Lidja hielt sie gut fest. » Nicht runterschauen«, murmelte sie, und das ließ sich Sofia nicht zweimal sagen.
Der Flug dauerte nicht lang, doch Sofia schien er kein Ende nehmen zu wollen. Die kalte Nachtluft peitschte ihr Gesicht, und alles war fast so, wie sie es oft geträumt hatte. Was fehlte, war dieses Gefühl der Leichtigkeit, das jedes nächtliche Abenteuer begleitet hatte. Zu wissen, dass unter ihr erst gähnende Leere war, dann das spitze Geäst der Bäume und schließlich scharfkantiges, hartes Gestein, erfüllte sie mit panischer Angst.
Hin und wieder sank Lidja ein wenig ab und jedes Mal konnte Sofia einen entsetzten Schrei nicht unterdrücken.
» Keine Panik, es läuft wunderbar. Aber du solltest vielleicht mal eine Diät machen«, versuchte die Freundin zu scherzen.
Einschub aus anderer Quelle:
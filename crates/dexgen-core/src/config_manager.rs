use crate::EntityId;
use serde::{Deserialize, Serialize};
use std::path::{Path, PathBuf};
use std::time::Duration;
use thiserror::Error;
use tracing::{info, warn};

#[derive(Error, Debug)]
pub enum ConfigError {
    #[error("Config file not found: {0}")]
    NotFound(String),

    #[error("Failed to read config: {0}")]
    ReadError(String),

    #[error("Failed to parse config: {0}")]
    ParseError(String),

    #[error("Invalid configuration: {0}")]
    ValidationError(String),
}

/// Main configuration for the generator
#[derive(Debug, Clone, Serialize, Deserialize, Default)]
pub struct DexgenConfig {
    /// Upstream REST API
    #[serde(default)]
    pub api: ApiConfig,

    /// Retry and pacing for every outbound request
    #[serde(default)]
    pub fetch: FetchConfig,

    /// Basics generation worker pool
    #[serde(default)]
    pub basics: BasicsConfig,

    /// Language preferences for localized text
    #[serde(default)]
    pub localization: LocalizationConfig,

    /// Input and output documents
    #[serde(default)]
    pub paths: PathsConfig,

    /// Logging configuration
    #[serde(default)]
    pub logging: LoggingConfig,
}

#[derive(Debug, Clone, Serialize, Deserialize)]
pub struct ApiConfig {
    #[serde(default = "default_api_base")]
    pub base_url: String,

    /// Per-request timeout (seconds)
    #[serde(default = "default_timeout_secs")]
    pub timeout_secs: u64,

    #[serde(default = "default_user_agent")]
    pub user_agent: String,
}

impl Default for ApiConfig {
    fn default() -> Self {
        Self {
            base_url: default_api_base(),
            timeout_secs: default_timeout_secs(),
            user_agent: default_user_agent(),
        }
    }
}

impl ApiConfig {
    fn base(&self) -> &str {
        self.base_url.trim_end_matches('/')
    }

    pub fn timeout(&self) -> Duration {
        Duration::from_secs(self.timeout_secs)
    }

    pub fn species_url(&self, id: EntityId) -> String {
        format!("{}/pokemon-species/{}", self.base(), id)
    }

    pub fn species_list_url(&self, limit: u32, offset: u32) -> String {
        format!(
            "{}/pokemon-species?limit={}&offset={}",
            self.base(),
            limit,
            offset
        )
    }

    pub fn pokemon_url(&self, id: EntityId) -> String {
        format!("{}/pokemon/{}", self.base(), id)
    }

    pub fn ability_url(&self, name: &str) -> String {
        format!("{}/ability/{}", self.base(), name)
    }
}

#[derive(Debug, Clone, Serialize, Deserialize)]
pub struct FetchConfig {
    /// Retries after the first attempt; total attempts = max_retries + 1
    #[serde(default = "default_max_retries")]
    pub max_retries: u32,

    /// Base delay before a retry, multiplied by the attempt number
    #[serde(default = "default_retry_delay_ms")]
    pub retry_delay_ms: u64,

    /// Pause after every successful request
    #[serde(default = "default_request_delay_ms")]
    pub request_delay_ms: u64,
}

impl Default for FetchConfig {
    fn default() -> Self {
        Self {
            max_retries: default_max_retries(),
            retry_delay_ms: default_retry_delay_ms(),
            request_delay_ms: default_request_delay_ms(),
        }
    }
}

#[derive(Debug, Clone, Serialize, Deserialize)]
pub struct BasicsConfig {
    /// Number of concurrent workers
    #[serde(default = "default_concurrency")]
    pub concurrency: usize,

    /// Log progress every N entries
    #[serde(default = "default_progress_every")]
    pub progress_every: usize,
}

impl Default for BasicsConfig {
    fn default() -> Self {
        Self {
            concurrency: default_concurrency(),
            progress_every: default_progress_every(),
        }
    }
}

#[derive(Debug, Clone, Serialize, Deserialize)]
pub struct LocalizationConfig {
    /// Languages consulted in order before the fallback
    #[serde(default = "default_preferred_languages")]
    pub preferred: Vec<String>,

    #[serde(default = "default_fallback_language")]
    pub fallback: String,
}

impl Default for LocalizationConfig {
    fn default() -> Self {
        Self {
            preferred: default_preferred_languages(),
            fallback: default_fallback_language(),
        }
    }
}

#[derive(Debug, Clone, Serialize, Deserialize)]
pub struct PathsConfig {
    /// Written by `basics`
    #[serde(default = "default_basics_output")]
    pub basics_output: PathBuf,

    /// Read by `details` and `add-evolution`
    #[serde(default = "default_basics_input")]
    pub basics_input: PathBuf,

    /// Written by `details`
    #[serde(default = "default_details_output")]
    pub details_output: PathBuf,

    /// Rewritten in place by `add-evolution`
    #[serde(default = "default_details_merge_target")]
    pub details_merge_target: PathBuf,
}

impl Default for PathsConfig {
    fn default() -> Self {
        Self {
            basics_output: default_basics_output(),
            basics_input: default_basics_input(),
            details_output: default_details_output(),
            details_merge_target: default_details_merge_target(),
        }
    }
}

#[derive(Debug, Clone, Serialize, Deserialize)]
pub struct LoggingConfig {
    #[serde(default = "default_log_level")]
    pub level: String,
}

impl Default for LoggingConfig {
    fn default() -> Self {
        Self {
            level: default_log_level(),
        }
    }
}

/// Upper bound accepted for `fetch.max_retries`.
pub const MAX_RETRIES_LIMIT: u32 = 100;

// Default value functions
fn default_api_base() -> String {
    "https://pokeapi.co/api/v2".to_string()
}
fn default_timeout_secs() -> u64 {
    30
}
fn default_user_agent() -> String {
    format!("dexgen/{}", env!("CARGO_PKG_VERSION"))
}
fn default_max_retries() -> u32 {
    4
}
fn default_retry_delay_ms() -> u64 {
    400
}
fn default_request_delay_ms() -> u64 {
    80
}
fn default_concurrency() -> usize {
    6
}
fn default_progress_every() -> usize {
    50
}
fn default_preferred_languages() -> Vec<String> {
    vec!["ko".to_string()]
}
fn default_fallback_language() -> String {
    "en".to_string()
}
fn default_basics_output() -> PathBuf {
    PathBuf::from("src/data/basicsAll.json")
}
fn default_basics_input() -> PathBuf {
    PathBuf::from("src/data/Allbasics.json")
}
fn default_details_output() -> PathBuf {
    PathBuf::from("src/data/detailsAll.json")
}
fn default_details_merge_target() -> PathBuf {
    PathBuf::from("src/data/Alldetails.json")
}
fn default_log_level() -> String {
    "info".to_string()
}

/// Configuration manager
pub struct ConfigManager {
    config: DexgenConfig,
    config_path: Option<PathBuf>,
}

impl ConfigManager {
    /// Load configuration with the following precedence:
    /// 1. Environment variables (.env file)
    /// 2. Config file (explicit path, ./.dexgen.toml, ~/.dexgen/config.toml)
    /// 3. Defaults
    pub fn load(explicit_path: Option<&Path>) -> Result<Self, ConfigError> {
        Self::load_dotenv();

        let (config, config_path) = Self::load_config_file(explicit_path)?;
        let config = Self::apply_env_overrides(config);
        Self::validate_config(&config)?;

        match config_path {
            Some(ref path) => info!("Config file: {}", path.display()),
            None => info!("Config file: none (using defaults)"),
        }
        info!("API base: {}", config.api.base_url);
        info!(
            "Fetch: {} retries, {}ms retry delay, {}ms pacing",
            config.fetch.max_retries, config.fetch.retry_delay_ms, config.fetch.request_delay_ms
        );

        Ok(Self {
            config,
            config_path,
        })
    }

    /// Build a manager around an already constructed configuration
    pub fn from_config(config: DexgenConfig) -> Result<Self, ConfigError> {
        Self::validate_config(&config)?;
        Ok(Self {
            config,
            config_path: None,
        })
    }

    fn load_dotenv() {
        if Path::new(".env").exists() {
            if let Err(e) = dotenv::from_filename(".env") {
                warn!("Failed to load .env file: {}", e);
            }
        }
    }

    fn load_config_file(
        explicit_path: Option<&Path>,
    ) -> Result<(DexgenConfig, Option<PathBuf>), ConfigError> {
        if let Some(path) = explicit_path {
            if !path.exists() {
                return Err(ConfigError::NotFound(path.display().to_string()));
            }
            let config = Self::read_toml_file(path)?;
            return Ok((config, Some(path.to_path_buf())));
        }

        let local_config = Path::new(".dexgen.toml");
        if local_config.exists() {
            let config = Self::read_toml_file(local_config)?;
            return Ok((config, Some(local_config.to_path_buf())));
        }

        if let Some(home) = dirs::home_dir() {
            let user_config = home.join(".dexgen").join("config.toml");
            if user_config.exists() {
                let config = Self::read_toml_file(&user_config)?;
                return Ok((config, Some(user_config)));
            }
        }

        Ok((DexgenConfig::default(), None))
    }

    fn read_toml_file(path: &Path) -> Result<DexgenConfig, ConfigError> {
        let content =
            std::fs::read_to_string(path).map_err(|e| ConfigError::ReadError(e.to_string()))?;

        toml::from_str(&content).map_err(|e| ConfigError::ParseError(e.to_string()))
    }

    fn apply_env_overrides(mut config: DexgenConfig) -> DexgenConfig {
        if let Ok(base) = std::env::var("DEXGEN_API_BASE") {
            config.api.base_url = base;
        }
        if let Ok(retries) = std::env::var("DEXGEN_MAX_RETRIES") {
            if let Ok(n) = retries.parse() {
                config.fetch.max_retries = n;
            }
        }
        if let Ok(delay) = std::env::var("DEXGEN_RETRY_DELAY_MS") {
            if let Ok(ms) = delay.parse() {
                config.fetch.retry_delay_ms = ms;
            }
        }
        if let Ok(delay) = std::env::var("DEXGEN_REQUEST_DELAY_MS") {
            if let Ok(ms) = delay.parse() {
                config.fetch.request_delay_ms = ms;
            }
        }
        if let Ok(concurrency) = std::env::var("DEXGEN_CONCURRENCY") {
            if let Ok(n) = concurrency.parse() {
                config.basics.concurrency = n;
            }
        }
        if let Ok(level) = std::env::var("RUST_LOG") {
            config.logging.level = level;
        }

        config
    }

    fn validate_config(config: &DexgenConfig) -> Result<(), ConfigError> {
        match url::Url::parse(&config.api.base_url) {
            Ok(url) if url.scheme() == "http" || url.scheme() == "https" => {}
            Ok(url) => {
                return Err(ConfigError::ValidationError(format!(
                    "API base URL must be http(s), got scheme: {}",
                    url.scheme()
                )))
            }
            Err(e) => {
                return Err(ConfigError::ValidationError(format!(
                    "Invalid API base URL {:?}: {}",
                    config.api.base_url, e
                )))
            }
        }

        if config.fetch.max_retries > MAX_RETRIES_LIMIT {
            return Err(ConfigError::ValidationError(format!(
                "fetch.max_retries must be at most {}, got {}",
                MAX_RETRIES_LIMIT, config.fetch.max_retries
            )));
        }

        if config.basics.concurrency == 0 {
            return Err(ConfigError::ValidationError(
                "basics.concurrency must be at least 1".to_string(),
            ));
        }

        if config.localization.fallback.trim().is_empty() {
            return Err(ConfigError::ValidationError(
                "localization.fallback must name a language".to_string(),
            ));
        }

        // RUST_LOG may carry a full filter directive; only bare levels are checked.
        let level = config.logging.level.as_str();
        if !level.contains('=') && !level.contains(',') {
            match level {
                "trace" | "debug" | "info" | "warn" | "error" => {}
                other => {
                    return Err(ConfigError::ValidationError(format!(
                        "Invalid log level: {}. Must be one of: trace, debug, info, warn, error",
                        other
                    )))
                }
            }
        }

        Ok(())
    }

    /// Get the loaded configuration
    pub fn config(&self) -> &DexgenConfig {
        &self.config
    }

    /// Get the path to the config file that was loaded, if any
    pub fn config_path(&self) -> Option<&Path> {
        self.config_path.as_deref()
    }

    pub fn into_config(self) -> DexgenConfig {
        self.config
    }
}

#[cfg(test)]
mod tests {
    use super::*;

    #[test]
    fn test_default_config() {
        let config = DexgenConfig::default();
        assert_eq!(config.api.base_url, "https://pokeapi.co/api/v2");
        assert_eq!(config.fetch.max_retries, 4);
        assert_eq!(config.fetch.retry_delay_ms, 400);
        assert_eq!(config.fetch.request_delay_ms, 80);
        assert_eq!(config.basics.concurrency, 6);
        assert_eq!(config.localization.preferred, vec!["ko".to_string()]);
        assert_eq!(config.localization.fallback, "en");
    }

    #[test]
    fn test_config_validation() {
        let config = DexgenConfig::default();
        assert!(ConfigManager::validate_config(&config).is_ok());

        let mut bad_config = config.clone();
        bad_config.basics.concurrency = 0;
        assert!(ConfigManager::validate_config(&bad_config).is_err());

        let mut bad_config = config.clone();
        bad_config.api.base_url = "ftp://example.org".to_string();
        assert!(ConfigManager::validate_config(&bad_config).is_err());

        let mut bad_config = config.clone();
        bad_config.logging.level = "loud".to_string();
        assert!(ConfigManager::validate_config(&bad_config).is_err());

        let mut bad_config = config.clone();
        bad_config.fetch.max_retries = u32::MAX;
        assert!(ConfigManager::validate_config(&bad_config).is_err());

        let mut bad_config = config.clone();
        bad_config.fetch.max_retries = MAX_RETRIES_LIMIT;
        assert!(ConfigManager::validate_config(&bad_config).is_ok());

        let mut directive = config;
        directive.logging.level = "dexgen_pipeline=debug,info".to_string();
        assert!(ConfigManager::validate_config(&directive).is_ok());
    }

    #[test]
    fn test_api_urls_ignore_trailing_slash() {
        let api = ApiConfig {
            base_url: "https://pokeapi.co/api/v2/".to_string(),
            ..Default::default()
        };
        assert_eq!(api.species_url(1), "https://pokeapi.co/api/v2/pokemon-species/1");
        assert_eq!(api.pokemon_url(25), "https://pokeapi.co/api/v2/pokemon/25");
        assert_eq!(
            api.ability_url("overgrow"),
            "https://pokeapi.co/api/v2/ability/overgrow"
        );
        assert_eq!(
            api.species_list_url(1, 0),
            "https://pokeapi.co/api/v2/pokemon-species?limit=1&offset=0"
        );
    }
}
Beim Sprechen keuchte sie und Sofia spürte ihren gemächlichen, mühsamen Flügelschlag.
» Und wenn wir zu Fuß weitergehen?«, schlug sie vor, wobei sie den Kopf nur ein klein wenig von Lidjas Brust löste.
» Kommt nicht infrage, wir sind ja gleich da. Und außerdem ist der Blick von hier oben wirklich fantastisch.«
Kurz darauf landeten sie in der Nähe einer abgelegenen, menschenleeren Straße, jenseits eines Wellblechtores, das nur wie durch ein Wunder noch nicht umgefallen war. Die Hände auf die Knie gestützt, stand Lidja gebückt da und versuchte, zu Atem zu kommen.
Besorgt sah Sofia sie an. » Wir hätten vielleicht doch nicht fliegen sollen …«
» Jetzt halt doch endlich mal den Mund«, fuhr Lidja sie an. » Wenn ich mich nicht irre, war es doch deine Idee, es alleine zu versuchen. Also hör auf herumzujammern und konzentrier dich auf das, was wir vorhaben.«
Sofia seufzte. Das Abenteuer schien ihr unter keinem guten Stern zu stehen. Während Lidja sich langsam erholte, blickte sie sich um. Von der Mondsichel nur schwach beleuchtet, erhob sich vor ihnen ein sanfter Hügel mit einer Wiese.